I like America. I’ve traveled enough in the US to know that this isn’t a passing fancy or infatuation. America is good. We’re happy here.
But America and I still misunderstand each other.
The cheques... sorry, I mean, “checks”... we ordered from the local bank have this fantastic image of an American flag ghosted behind the Statue of Liberty. They scream Amurika. I love them.
I pointed to this particular check out of a page’s worth of more subtle ones decorated with typical images of mountains and lakes and birds. Anne thought my choice was hilarious. We had a good laugh.The bank manager looked at us with a blank face. She didn’t get it. I guess even over-the-top patriotism isn’t funny.
I’m really just a visitor here. My visa says I’m a student with limited rights. Canada is cutting ties. The bureaucracy in Ottawa is barely willing to acknowledge me. I’m feeling stateless.
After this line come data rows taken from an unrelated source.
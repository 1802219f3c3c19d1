//! Per-user point balances and the append-only audit ledger.
//!
//! Every function takes a `SqliteConnection` so callers can compose the
//! balance mutation, the dependent row write, and the ledger append inside
//! one transaction. Balance mutations are single conditional statements —
//! the non-negative invariant is enforced by the store, not by a
//! read-then-write sequence that concurrent stakes could interleave.

use sqlx::SqliteConnection;

use crate::error::Result;
use crate::types::LedgerEntryType;

/// Creates the wallet with the seed balance on first access and returns the
/// current balance either way.
pub async fn ensure_wallet(
    conn: &mut SqliteConnection,
    user_id: &str,
    seed_points: i64,
) -> Result<i64> {
    sqlx::query("INSERT OR IGNORE INTO wallets (user_id, balance) VALUES (?, ?)")
        .bind(user_id)
        .bind(seed_points)
        .execute(&mut *conn)
        .await?;

    let balance: i64 = sqlx::query_scalar("SELECT balance FROM wallets WHERE user_id = ?")
        .bind(user_id)
        .fetch_one(&mut *conn)
        .await?;

    Ok(balance)
}

/// Debits `amount` only if the balance stays non-negative. Returns the new
/// balance, or `None` when the wallet cannot cover the debit (no write
/// happens in that case).
pub async fn try_debit(
    conn: &mut SqliteConnection,
    user_id: &str,
    amount: i64,
) -> Result<Option<i64>> {
    let result = sqlx::query("UPDATE wallets SET balance = balance - ? WHERE user_id = ? AND balance >= ?")
        .bind(amount)
        .bind(user_id)
        .bind(amount)
        .execute(&mut *conn)
        .await?;

    if result.rows_affected() == 0 {
        return Ok(None);
    }

    let balance: i64 = sqlx::query_scalar("SELECT balance FROM wallets WHERE user_id = ?")
        .bind(user_id)
        .fetch_one(&mut *conn)
        .await?;

    Ok(Some(balance))
}

/// Credits `amount` and returns the new balance.
pub async fn credit(conn: &mut SqliteConnection, user_id: &str, amount: i64) -> Result<i64> {
    sqlx::query("UPDATE wallets SET balance = balance + ? WHERE user_id = ?")
        .bind(amount)
        .bind(user_id)
        .execute(&mut *conn)
        .await?;

    let balance: i64 = sqlx::query_scalar("SELECT balance FROM wallets WHERE user_id = ?")
        .bind(user_id)
        .fetch_one(&mut *conn)
        .await?;

    Ok(balance)
}

/// Appends one audit row. `balance_after` must be the wallet snapshot taken
/// immediately after the mutation this entry records.
#[allow(clippy::too_many_arguments)]
pub async fn append_ledger(
    conn: &mut SqliteConnection,
    user_id: &str,
    entry_type: LedgerEntryType,
    delta: i64,
    balance_after: i64,
    ref_type: &str,
    ref_id: i64,
    meta: &serde_json::Value,
    now: i64,
) -> Result<()> {
    sqlx::query(
        r#"
        INSERT INTO ledger (user_id, entry_type, delta, balance_after, ref_type, ref_id, meta, created_at)
        VALUES (?, ?, ?, ?, ?, ?, ?, ?)
        "#,
    )
    .bind(user_id)
    .bind(entry_type.as_str())
    .bind(delta)
    .bind(balance_after)
    .bind(ref_type)
    .bind(ref_id.to_string())
    .bind(meta.to_string())
    .bind(now)
    .execute(&mut *conn)
    .await?;

    Ok(())
}
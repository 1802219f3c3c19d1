//! Market catalog: per-cycle category selection and idempotent market opening.

use std::collections::{HashMap, HashSet};

use serde::Serialize;
use sqlx::SqlitePool;
use tracing::info;

use crate::categories::{group_for, CATEGORY_TREE};
use crate::config::Config;
use crate::db::models::ScoreSampleRow;
use crate::error::Result;
use crate::oracle;
use crate::types::market_key;

#[derive(Debug, Clone, Serialize)]
pub struct GroupSelection {
    pub group: String,
    pub categories: Vec<String>,
}

#[derive(Debug, Clone, Serialize)]
pub struct CycleSelection {
    pub since: i64,
    pub by_group: Vec<GroupSelection>,
    pub categories: Vec<String>,
}

/// Ranks categories inside each top-level group by (recent sample count
/// desc, most recent sample desc, declared order asc) and keeps up to
/// `per_group_limit` per group. Groups short on sampled categories are
/// padded deterministically from their declared list, so every group fills
/// its quota whenever it has enough declared members.
pub fn select_categories_for_cycle(
    samples: &[ScoreSampleRow],
    per_group_limit: usize,
) -> Vec<GroupSelection> {
    struct Stat {
        count: i64,
        latest: i64,
    }

    let mut stats: HashMap<&str, Stat> = HashMap::new();
    for sample in samples {
        if group_for(&sample.category).is_none() {
            continue;
        }
        let entry = stats.entry(sample.category.as_str()).or_insert(Stat { count: 0, latest: 0 });
        entry.count += 1;
        entry.latest = entry.latest.max(sample.analyzed_at);
    }

    let mut selection = Vec::with_capacity(CATEGORY_TREE.len());

    for (group, members) in CATEGORY_TREE {
        let mut ranked: Vec<(usize, &str, i64, i64)> = members
            .iter()
            .enumerate()
            .filter_map(|(index, category)| {
                stats
                    .get(category)
                    .filter(|stat| stat.count > 0)
                    .map(|stat| (index, *category, stat.count, stat.latest))
            })
            .collect();

        ranked.sort_by(|left, right| {
            right
                .2
                .cmp(&left.2)
                .then(right.3.cmp(&left.3))
                .then(left.0.cmp(&right.0))
        });

        let mut selected: Vec<String> = ranked
            .iter()
            .take(per_group_limit)
            .map(|(_, category, _, _)| category.to_string())
            .collect();

        if selected.len() < per_group_limit {
            let used: HashSet<String> = selected.iter().cloned().collect();
            for category in *members {
                if selected.len() >= per_group_limit {
                    break;
                }
                if !used.contains(*category) {
                    selected.push(category.to_string());
                }
            }
        }

        selection.push(GroupSelection {
            group: group.to_string(),
            categories: selected,
        });
    }

    selection
}

/// Loads score samples inside the lookback window and runs the per-group
/// selection over them.
pub async fn fetch_cycle_selection(
    pool: &SqlitePool,
    lookback_hours: i64,
    per_group_limit: usize,
    now: i64,
) -> Result<CycleSelection> {
    let since = now - lookback_hours * 3600;

    let samples: Vec<ScoreSampleRow> = sqlx::query_as(
        "SELECT category, analyzed_at FROM sentiment_scores WHERE analyzed_at >= ? ORDER BY analyzed_at DESC",
    )
    .bind(since)
    .fetch_all(pool)
    .await?;

    let by_group = select_categories_for_cycle(&samples, per_group_limit);
    let categories = by_group
        .iter()
        .flat_map(|group| group.categories.iter().cloned())
        .collect();

    Ok(CycleSelection {
        since,
        by_group,
        categories,
    })
}

/// Opens a market for every category that has no active one. Idempotent:
/// an already-active category is untouched, and the unique `market_key`
/// absorbs concurrent callers racing within the same hour — a conflicting
/// insert is a benign no-op, not an error. Returns the newly opened
/// categories.
pub async fn ensure_open(
    pool: &SqlitePool,
    cfg: &Config,
    categories: &[String],
    now: i64,
) -> Result<Vec<String>> {
    let mut seen = HashSet::new();
    let unique: Vec<&String> = categories.iter().filter(|c| seen.insert(c.as_str())).collect();

    let lock_at = now + cfg.voting_hours * 3600;
    let resolve_at = now + cfg.cycle_hours() * 3600;
    let resolve_rule = serde_json::json!({
        "metric": "sentiment_score",
        "voting_hours": cfg.voting_hours,
        "cooldown_hours": cfg.cooldown_hours,
        "cycle_hours": cfg.cycle_hours(),
        "threshold": 0,
        "mode": "delta",
    })
    .to_string();

    let mut opened = Vec::new();

    for category in unique {
        let active: Option<i64> = sqlx::query_scalar(
            "SELECT 1 FROM markets WHERE category = ? AND status IN ('open', 'locked') AND resolve_at > ? LIMIT 1",
        )
        .bind(category.as_str())
        .bind(now)
        .fetch_optional(pool)
        .await?;

        if active.is_some() {
            continue;
        }

        let baseline = oracle::baseline_score(pool, category).await?;
        let key = market_key(category, now);
        let title = format!("Will {category} sentiment be higher in {}h?", cfg.voting_hours);

        let inserted = sqlx::query(
            r#"
            INSERT INTO markets (market_key, category, title, status, open_at, lock_at, resolve_at, baseline_score, resolve_rule, created_at)
            VALUES (?, ?, ?, 'open', ?, ?, ?, ?, ?, ?)
            ON CONFLICT (market_key) DO NOTHING
            "#,
        )
        .bind(&key)
        .bind(category.as_str())
        .bind(&title)
        .bind(now)
        .bind(lock_at)
        .bind(resolve_at)
        .bind(baseline)
        .bind(&resolve_rule)
        .bind(now)
        .execute(pool)
        .await?;

        // rows_affected = 0 means a concurrent caller won the key race.
        if inserted.rows_affected() > 0 {
            opened.push(category.clone());
        }
    }

    info!(
        requested = categories.len(),
        opened = opened.len(),
        "market open pass complete"
    );

    Ok(opened)
}

#[cfg(test)]
mod tests {
    use super::*;
    use crate::db::test_pool;
    use crate::oracle::insert_score;

    fn sample(category: &str, analyzed_at: i64) -> ScoreSampleRow {
        ScoreSampleRow {
            category: category.to_string(),
            analyzed_at,
        }
    }

    fn test_config() -> Config {
        Config {
            db_path: ":memory:".to_string(),
            api_port: 0,
            log_level: "info".to_string(),
            stake_points: 100,
            wallet_seed_points: 1000,
            voting_hours: 23,
            cooldown_hours: 1,
            cron_secret: None,
        }
    }

    fn group<'a>(selection: &'a [GroupSelection], name: &str) -> &'a GroupSelection {
        selection.iter().find(|g| g.group == name).unwrap()
    }

    #[test]
    fn ranks_by_count_then_recency_then_declared_order() {
        let samples = vec![
            sample("coins", 100),
            sample("coins", 200),
            sample("defi", 300),
            sample("wallets", 250),
        ];

        let selection = select_categories_for_cycle(&samples, 2);
        let digital = group(&selection, "digital-assets");
        // coins wins on count; defi beats wallets on recency.
        assert_eq!(digital.categories, vec!["coins", "defi"]);
    }

    #[test]
    fn declared_order_breaks_full_ties() {
        let samples = vec![sample("defi", 100), sample("stablecoins", 100)];
        let selection = select_categories_for_cycle(&samples, 2);
        let digital = group(&selection, "digital-assets");
        // Equal count and recency — stablecoins is declared earlier.
        assert_eq!(digital.categories, vec!["stablecoins", "defi"]);
    }

    #[test]
    fn pads_quota_from_declared_list_without_duplicates() {
        let samples = vec![sample("defi", 100)];
        let selection = select_categories_for_cycle(&samples, 3);
        let digital = group(&selection, "digital-assets");
        // defi sampled, then the first declared members that are not used.
        assert_eq!(digital.categories, vec!["defi", "coins", "stablecoins"]);
    }

    #[test]
    fn group_with_no_samples_pads_in_declared_order() {
        let selection = select_categories_for_cycle(&[], 3);
        let energy = group(&selection, "energy-environment");
        assert_eq!(energy.categories, vec!["power", "gas", "oil"]);
    }

    #[test]
    fn undeclared_categories_are_ignored() {
        let samples = vec![sample("astrology", 500), sample("coins", 100)];
        let selection = select_categories_for_cycle(&samples, 1);
        let digital = group(&selection, "digital-assets");
        assert_eq!(digital.categories, vec!["coins"]);
    }

    #[tokio::test]
    async fn ensure_open_is_idempotent_within_the_hour() {
        let pool = test_pool().await;
        let cfg = test_config();
        let now = 1_700_000_000;
        let categories = vec!["coins".to_string(), "ai".to_string()];

        let first = ensure_open(&pool, &cfg, &categories, now).await.unwrap();
        assert_eq!(first, vec!["coins", "ai"]);

        let second = ensure_open(&pool, &cfg, &categories, now).await.unwrap();
        assert!(second.is_empty());

        let count: i64 = sqlx::query_scalar("SELECT COUNT(*) FROM markets")
            .fetch_one(&pool)
            .await
            .unwrap();
        assert_eq!(count, 2);
    }

    #[tokio::test]
    async fn ensure_open_uses_latest_score_as_baseline() {
        let pool = test_pool().await;
        let cfg = test_config();
        insert_score(&pool, "coins", 62, 1_699_999_000).await;

        ensure_open(&pool, &cfg, &["coins".to_string()], 1_700_000_000)
            .await
            .unwrap();

        let baseline: i64 = sqlx::query_scalar("SELECT baseline_score FROM markets WHERE category = 'coins'")
            .fetch_one(&pool)
            .await
            .unwrap();
        assert_eq!(baseline, 62);
    }

    #[tokio::test]
    async fn active_market_blocks_a_new_open_in_a_later_hour() {
        let pool = test_pool().await;
        let cfg = test_config();
        let now = 1_700_000_000;

        ensure_open(&pool, &cfg, &["coins".to_string()], now).await.unwrap();
        // Next hour: key differs, but the first market is still active.
        let later = ensure_open(&pool, &cfg, &["coins".to_string()], now + 3600)
            .await
            .unwrap();
        assert!(later.is_empty());

        let count: i64 = sqlx::query_scalar("SELECT COUNT(*) FROM markets")
            .fetch_one(&pool)
            .await
            .unwrap();
        assert_eq!(count, 1);
    }

    #[tokio::test]
    async fn sets_voting_and_cooldown_windows() {
        let pool = test_pool().await;
        let cfg = test_config();
        let now = 1_700_000_000;

        ensure_open(&pool, &cfg, &["coins".to_string()], now).await.unwrap();

        let (lock_at, resolve_at): (i64, i64) =
            sqlx::query_as("SELECT lock_at, resolve_at FROM markets WHERE category = 'coins'")
                .fetch_one(&pool)
                .await
                .unwrap();
        assert_eq!(lock_at, now + 23 * 3600);
        assert_eq!(resolve_at, now + 24 * 3600);
    }
}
I want to have an identity, to be patriotic. I live in California but I listen to CBC’s The World at Six while making dinner. The Arab world is blowing up again. I want a Canadian perspective, not trusting the crazy polarized opinions you get from ridiculous East Coast NPR liberals on the one hand and the hopeless, angry conspiracy theories from right-wing AM talk radio on the other. Last night I watched the CTV National News online while rubbing my sore thighs still recovering from a long run... that I measured in kilometers.
Who am I? Where do I belong?
Back home, I left some very close friends at work. Even some clients became more than just customers. I offered up heartfelt prayers for the people I was around every day. I still pray for them. But they must shake their heads when they hear this new story that I’m writing since we left for Redding. No longer am I Andrew Douglas, senior public relations specialist. Suddenly I’m this raw, unchecked crazy man, pouring out his heart, crying out to God.
Where did this all come from? How could it be happening so quickly?
God is moving fast. Deep down, I am a man becoming more and more convinced that the rest of my life will be lived in radical obedience to Jesus at every moment of the day, with every thought that passes through my head. He is too good and life is too short. This is what we’re called to. It’s the normal Christian life. And living life this way is the door to love beyond measure.
But it’s hard.
I still want to control things. There isn’t a road map for radicals. I trust Him... I think.
The other day we picked up California license plates for our car. Our old Ontario plates wouldn't come off. The bolts were rusted on. A mechanic put a wrench to them and they broke right off, forcing him to drill them out.
The new plates are on now. I tightened the bolts myself, although I didn’t put too much weight into the final torque of the wrench. After all, who knows where God will lead us in nine months and what license plates we’ll need. We’d better keep these ones loose. My identity change isn’t over yet.